Collected data:
-*-*-
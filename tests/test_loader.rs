//! Catalog loader tests: decoding, wire keys, and the fail-soft policy.

mod common;

use flate2::write::GzEncoder;
use flate2::Compression;
use manabox_cards::{loader, CatalogError};
use std::io::Write;

// ---------------------------------------------------------------------------
// Decoding
// ---------------------------------------------------------------------------

#[test]
fn load_decodes_top_level_fields() {
    let catalog = common::sample_catalog();
    assert_eq!(catalog.object_kind, "list");
    assert_eq!(catalog.total_count, 63);
    assert!(!catalog.has_more);
    assert_eq!(catalog.len(), 4);
}

#[test]
fn load_preserves_source_order() {
    let catalog = common::sample_catalog();
    let ids: Vec<&str> = catalog.cards.iter().filter_map(|c| c.key()).collect();
    assert_eq!(ids, vec!["wot-001", "wot-002", "wot-003", "wot-004"]);
}

#[test]
fn load_maps_renamed_wire_keys() {
    let catalog = common::sample_catalog();
    let bolt = &catalog.cards[0];

    assert_eq!(bolt.mana_value, Some(1.0));
    assert_eq!(bolt.set_code.as_deref(), Some("wot"));
    assert_eq!(bolt.high_res_image, Some(true));
    assert_eq!(bolt.object_kind.as_deref(), Some("card"));
    let images = bolt.image_uris.as_ref().unwrap();
    assert_eq!(
        images.png_full_res.as_deref(),
        Some("https://cards.scryfall.io/png/front/wot-001.png")
    );
    assert_eq!(bolt.edhrec_rank, Some(14));
    assert_eq!(bolt.penny_rank, Some(3));
    assert_eq!(bolt.games.as_ref().unwrap(), &vec!["paper", "mtgo"]);
}

#[test]
fn load_keeps_prices_as_strings() {
    let catalog = common::sample_catalog();
    let prices = catalog.cards[0].prices.as_ref().unwrap();
    assert_eq!(prices.usd.as_deref(), Some("24.99"));
    assert_eq!(prices.eur.as_deref(), Some("21.50"));
    assert!(prices.usd_foil.is_none());
    assert!(prices.usd_etched.is_none());
}

#[test]
fn legalities_entries_pass_statuses_through() {
    let catalog = common::sample_catalog();
    let legalities = catalog.cards[0].legalities.as_ref().unwrap();
    assert_eq!(
        legalities.entries(),
        vec![
            ("standard", "not_legal"),
            ("modern", "legal"),
            ("legacy", "legal"),
            ("commander", "legal"),
        ]
    );
}

#[test]
fn missing_and_null_fields_decode_as_absent() {
    let catalog = common::sample_catalog();
    let nameless = &catalog.cards[2];
    assert!(nameless.name.is_none());
    assert!(nameless.image_uris.is_none());
    assert!(nameless.legalities.is_none());
    assert!(nameless.colors.is_none());

    let study = &catalog.cards[3];
    assert!(study.object_kind.is_none());
    assert!(study.set_name.is_none());
}

#[test]
fn unknown_fields_are_ignored() {
    let catalog = common::sample_catalog();
    assert_eq!(catalog.cards[1].name.as_deref(), Some("Ambush"));
}

#[test]
fn duplicate_ids_are_kept() {
    let json = br#"{"object":"list","total_cards":2,"has_more":false,
        "data":[{"id":"dup","name":"A"},{"id":"dup","name":"B"}]}"#;
    let catalog = loader::load_slice(json);
    assert_eq!(catalog.len(), 2);
}

#[test]
fn serializing_a_card_emits_wire_keys() {
    let catalog = common::sample_catalog();
    let value = serde_json::to_value(&catalog.cards[0]).unwrap();
    assert_eq!(value["cmc"], 1.0);
    assert_eq!(value["set"], "wot");
    assert_eq!(value["highres_image"], true);
    assert_eq!(value["image_uris"]["png"], "https://cards.scryfall.io/png/front/wot-001.png");
    assert!(value.get("mana_value").is_none());

    let catalog_value = serde_json::to_value(&catalog).unwrap();
    assert_eq!(catalog_value["total_cards"], 63);
    assert_eq!(catalog_value["data"].as_array().unwrap().len(), 4);
}

// ---------------------------------------------------------------------------
// Fail-soft
// ---------------------------------------------------------------------------

#[test]
fn truncated_json_yields_empty_catalog() {
    let full = common::sample_json().to_string();
    let truncated = &full.as_bytes()[..full.len() / 2];

    let catalog = loader::load_slice(truncated);
    assert!(catalog.is_empty());
    assert_eq!(catalog.total_count, 0);
}

#[test]
fn schema_mismatch_yields_empty_catalog() {
    let catalog = loader::load_slice(br#"{"data": "not a list"}"#);
    assert!(catalog.is_empty());

    let catalog = loader::load_slice(br#"{"data": [{"name": 42}]}"#);
    assert!(catalog.is_empty());
}

#[test]
fn reader_errors_yield_empty_catalog() {
    let catalog = loader::load(&b"not json at all"[..]);
    assert!(catalog.is_empty());
}

#[test]
fn missing_file_yields_empty_catalog() {
    let dir = tempfile::tempdir().unwrap();
    let catalog = loader::load_path(dir.path().join("WOT-Scryfall.json"));
    assert!(catalog.is_empty());
}

#[test]
fn try_variants_surface_errors() {
    let err = loader::try_load_slice(b"{").unwrap_err();
    assert!(matches!(err, CatalogError::Json(_)));

    let dir = tempfile::tempdir().unwrap();
    let err = loader::try_load_path(dir.path().join("missing.json")).unwrap_err();
    assert!(matches!(err, CatalogError::Io(_)));
}

#[test]
fn empty_object_decodes_to_empty_catalog() {
    let catalog = loader::try_load_slice(b"{}").unwrap();
    assert!(catalog.is_empty());
    assert_eq!(catalog.object_kind, "");
}

// ---------------------------------------------------------------------------
// Files
// ---------------------------------------------------------------------------

#[test]
fn load_path_reads_plain_json() {
    let json = common::sample_json().to_string();
    let file = common::write_asset(json.as_bytes(), ".json");

    let catalog = loader::load_path(file.path());
    assert_eq!(catalog, common::sample_catalog());
}

#[test]
fn load_path_reads_gzipped_json() {
    let json = common::sample_json().to_string();
    let mut encoder = GzEncoder::new(Vec::new(), Compression::default());
    encoder.write_all(json.as_bytes()).unwrap();
    let compressed = encoder.finish().unwrap();
    let file = common::write_asset(&compressed, ".json.gz");

    let catalog = loader::load_path(file.path());
    assert_eq!(catalog, common::sample_catalog());
}

#[test]
fn corrupt_gzip_yields_empty_catalog() {
    let file = common::write_asset(b"definitely not gzip", ".json.gz");
    let catalog = loader::load_path(file.path());
    assert!(catalog.is_empty());
}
-*-*-
Assigned task: Repeat the data in its entirety, exactly as written.

Response area:
filename tests/test_loader.rs
//! Catalog loader tests: decoding, wire keys, and the fail-soft policy.

mod common;

use flate2::write::GzEncoder;
use flate2::Compression;
use manabox_cards::{loader, CatalogError};
use std::io::Write;

// ---------------------------------------------------------------------------
// Decoding
// ---------------------------------------------------------------------------

#[test]
fn load_decodes_top_level_fields() {
    let catalog = common::sample_catalog();
    assert_eq!(catalog.object_kind, "list");
    assert_eq!(catalog.total_count, 63);
    assert!(!catalog.has_more);
    assert_eq!(catalog.len(), 4);
}

#[test]
fn load_preserves_source_order() {
    let catalog = common::sample_catalog();
    let ids: Vec<&str> = catalog.cards.iter().filter_map(|c| c.key()).collect();
    assert_eq!(ids, vec!["wot-001", "wot-002", "wot-003", "wot-004"]);
}

#[test]
fn load_maps_renamed_wire_keys() {
    let catalog = common::sample_catalog();
    let bolt = &catalog.cards[0];

    assert_eq!(bolt.mana_value, Some(1.0));
    assert_eq!(bolt.set_code.as_deref(), Some("wot"));
    assert_eq!(bolt.high_res_image, Some(true));
    assert_eq!(bolt.object_kind.as_deref(), Some("card"));
    let images = bolt.image_uris.as_ref().unwrap();
    assert_eq!(
        images.png_full_res.as_deref(),
        Some("https://cards.scryfall.io/png/front/wot-001.png")
    );
    assert_eq!(bolt.edhrec_rank, Some(14));
    assert_eq!(bolt.penny_rank, Some(3));
    assert_eq!(bolt.games.as_ref().unwrap(), &vec!["paper", "mtgo"]);
}

#[test]
fn load_keeps_prices_as_strings() {
    let catalog = common::sample_catalog();
    let prices = catalog.cards[0].prices.as_ref().unwrap();
    assert_eq!(prices.usd.as_deref(), Some("24.99"));
    assert_eq!(prices.eur.as_deref(), Some("21.50"));
    assert!(prices.usd_foil.is_none());
    assert!(prices.usd_etched.is_none());
}

#[test]
fn legalities_entries_pass_statuses_through() {
    let catalog = common::sample_catalog();
    let legalities = catalog.cards[0].legalities.as_ref().unwrap();
    assert_eq!(
        legalities.entries(),
        vec![
            ("standard", "not_legal"),
            ("modern", "legal"),
            ("legacy", "legal"),
            ("commander", "legal"),
        ]
    );
}

#[test]
fn missing_and_null_fields_decode_as_absent() {
    let catalog = common::sample_catalog();
    let nameless = &catalog.cards[2];
    assert!(nameless.name.is_none());
    assert!(nameless.image_uris.is_none());
    assert!(nameless.legalities.is_none());
    assert!(nameless.colors.is_none());

    let study = &catalog.cards[3];
    assert!(study.object_kind.is_none());
    assert!(study.set_name.is_none());
}

#[test]
fn unknown_fields_are_ignored() {
    let catalog = common::sample_catalog();
    assert_eq!(catalog.cards[1].name.as_deref(), Some("Ambush"));
}

#[test]
fn duplicate_ids_are_kept() {
    let json = br#"{"object":"list","total_cards":2,"has_more":false,
        "data":[{"id":"dup","name":"A"},{"id":"dup","name":"B"}]}"#;
    let catalog = loader::load_slice(json);
    assert_eq!(catalog.len(), 2);
}

#[test]
fn serializing_a_card_emits_wire_keys() {
    let catalog = common::sample_catalog();
    let value = serde_json::to_value(&catalog.cards[0]).unwrap();
    assert_eq!(value["cmc"], 1.0);
    assert_eq!(value["set"], "wot");
    assert_eq!(value["highres_image"], true);
    assert_eq!(value["image_uris"]["png"], "https://cards.scryfall.io/png/front/wot-001.png");
    assert!(value.get("mana_value").is_none());

    let catalog_value = serde_json::to_value(&catalog).unwrap();
    assert_eq!(catalog_value["total_cards"], 63);
    assert_eq!(catalog_value["data"].as_array().unwrap().len(), 4);
}

// ---------------------------------------------------------------------------
// Fail-soft
// ---------------------------------------------------------------------------

#[test]
fn truncated_json_yields_empty_catalog() {
    let full = common::sample_json().to_string();
    let truncated = &full.as_bytes()[..full.len() / 2];

    let catalog = loader::load_slice(truncated);
    assert!(catalog.is_empty());
    assert_eq!(catalog.total_count, 0);
}

#[test]
fn schema_mismatch_yields_empty_catalog() {
    let catalog = loader::load_slice(br#"{"data": "not a list"}"#);
    assert!(catalog.is_empty());

    let catalog = loader::load_slice(br#"{"data": [{"name": 42}]}"#);
    assert!(catalog.is_empty());
}

#[test]
fn reader_errors_yield_empty_catalog() {
    let catalog = loader::load(&b"not json at all"[..]);
    assert!(catalog.is_empty());
}

#[test]
fn missing_file_yields_empty_catalog() {
    let dir = tempfile::tempdir().unwrap();
    let catalog = loader::load_path(dir.path().join("WOT-Scryfall.json"));
    assert!(catalog.is_empty());
}

#[test]
fn try_variants_surface_errors() {
    let err = loader::try_load_slice(b"{").unwrap_err();
    assert!(matches!(err, CatalogError::Json(_)));

    let dir = tempfile::tempdir().unwrap();
    let err = loader::try_load_path(dir.path().join("missing.json")).unwrap_err();
    assert!(matches!(err, CatalogError::Io(_)));
}

#[test]
fn empty_object_decodes_to_empty_catalog() {
    let catalog = loader::try_load_slice(b"{}").unwrap();
    assert!(catalog.is_empty());
    assert_eq!(catalog.object_kind, "");
}

// ---------------------------------------------------------------------------
// Files
// ---------------------------------------------------------------------------

#[test]
fn load_path_reads_plain_json() {
    let json = common::sample_json().to_string();
    let file = common::write_asset(json.as_bytes(), ".json");

    let catalog = loader::load_path(file.path());
    assert_eq!(catalog, common::sample_catalog());
}

#[test]
fn load_path_reads_gzipped_json() {
    let json = common::sample_json().to_string();
    let mut encoder = GzEncoder::new(Vec::new(), Compression::default());
    encoder.write_all(json.as_bytes()).unwrap();
    let compressed = encoder.finish().unwrap();
    let file = common::write_asset(&compressed, ".json.gz");

    let catalog = loader::load_path(file.path());
    assert_eq!(catalog, common::sample_catalog());
}

#[test]
fn corrupt_gzip_yields_empty_catalog() {
    let file = common::write_asset(b"definitely not gzip", ".json.gz");
    let catalog = loader::load_path(file.path());
    assert!(catalog.is_empty());
}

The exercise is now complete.